Gottalife 05-12-2015 08:03 PM


Originally Posted by zjw (Post 5368256)

I'd have emotions pegged to the wrong situations too. a happy event might make me anxious and sad. Or i might be incredibly angry or overly scared about nothing etc.. nothing really made much sense.

Things where not going well in my mind. I felt like i had broken down and wondered if I'd ever get better.

I try to keep things overly simple these days and thats not even always enough.

Not biting off more then I can chew helps tho i still make this mistake from time to time.

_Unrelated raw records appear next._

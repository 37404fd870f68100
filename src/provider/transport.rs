//! Point-to-point channels to tool provider servers.
//!
//! A transport owns no business logic; it only knows how to bring up an
//! initialized MCP session for one provider.

use async_trait::async_trait;
use rmcp::model::ClientInfo;
use rmcp::service::{ClientInitializeError, DynService, RoleClient, RunningService, ServiceExt};
use rmcp::transport::{StreamableHttpClientTransport, TokioChildProcess};
use tokio::process::Command;

pub type DynClientService = Box<dyn DynService<RoleClient>>;
pub type RunningProviderService = RunningService<RoleClient, DynClientService>;

/// Transport trait for tool-provider communication.
#[async_trait]
pub trait ProviderTransport: Send {
    /// Spawn/open the underlying channel and perform the protocol handshake.
    async fn connect(
        &mut self,
        client_info: ClientInfo,
    ) -> Result<RunningProviderService, ClientInitializeError>;
}

/// Subprocess transport speaking the pipe protocol (for local providers).
pub struct StdioTransport {
    command: String,
    args: Vec<String>,
}

impl StdioTransport {
    pub fn new(command: impl Into<String>, args: Vec<String>) -> Self {
        Self {
            command: command.into(),
            args,
        }
    }

    pub fn command(&self) -> &str {
        &self.command
    }

    pub fn args(&self) -> &[String] {
        &self.args
    }
}

#[async_trait]
impl ProviderTransport for StdioTransport {
    async fn connect(
        &mut self,
        client_info: ClientInfo,
    ) -> Result<RunningProviderService, ClientInitializeError> {
        let mut command = Command::new(&self.command);
        command.args(&self.args);
        let transport = TokioChildProcess::new(command).map_err(|error| {
            ClientInitializeError::transport::<TokioChildProcess>(error, "spawn stdio transport")
        })?;

        client_info.into_dyn().serve(transport).await
    }
}

/// Event-stream transport for remote providers.
pub struct SseTransport {
    url: String,
}

impl SseTransport {
    pub fn new(url: impl Into<String>) -> Self {
        Self { url: url.into() }
    }

    pub fn url(&self) -> &str {
        &self.url
    }
}

#[async_trait]
impl ProviderTransport for SseTransport {
    async fn connect(
        &mut self,
        client_info: ClientInfo,
    ) -> Result<RunningProviderService, ClientInitializeError> {
        let transport = StreamableHttpClientTransport::from_uri(self.url.clone());
        client_info.into_dyn().serve(transport).await
    }
}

I can relate to the wonky emotions. During my drinking time I did not develop normal emotional responses and in the end I had no emtotion at all. When I got sober I started having emotions that I did not always identify correctly, in fact I wouldn't have known an honest emotion if I fell over it:)

This lead me into all sorts of difficult situations, and a fair amount of conflict with those around me. Through the AA inventory process I eventually came to understand what was happening, really how I was my own worst enemy, and by working other steps the wonky emotions were eventually restored to something like what I imagine normal would be.

Trying to keep it simple is great advice zjw.

carlingford 01-07-2017 02:59 PM

Hi
 
Hi Malamute, hope you well and Happy New Year, I know its an old post, just wondering how you are now? Having similar PAWS problems myself, Thanks.

sortofhomecomin 01-07-2017 03:21 PM


Originally Posted by carlingford (Post 6281184)
Hi Malamute, hope you well and Happy New Year, I know its an old post, just wondering how you are now? Having similar PAWS problems myself, Thanks.

Hi Carlingford. Looks like Malamute hasn't posted since 2015 so I'm not sure if they will respond.

I am Irish too, live in Dublin.

SWTPEA61 01-07-2017 03:23 PM

Have any of you thought about hypoglycemia....this can be a problem for alcoholics

Andante 01-07-2017 03:42 PM


Originally Posted by carlingford (Post 6281184)
Hi Malamute, hope you well and Happy New Year, I know its an old post, just wondering how you are now? Having similar PAWS problems myself, Thanks.

Carlingford, there's a good thread on PAWS you might want to check out here:

http://www.soberrecovery.com/forums/...-go-mad-5.html

Oh, never mind, I see you already did!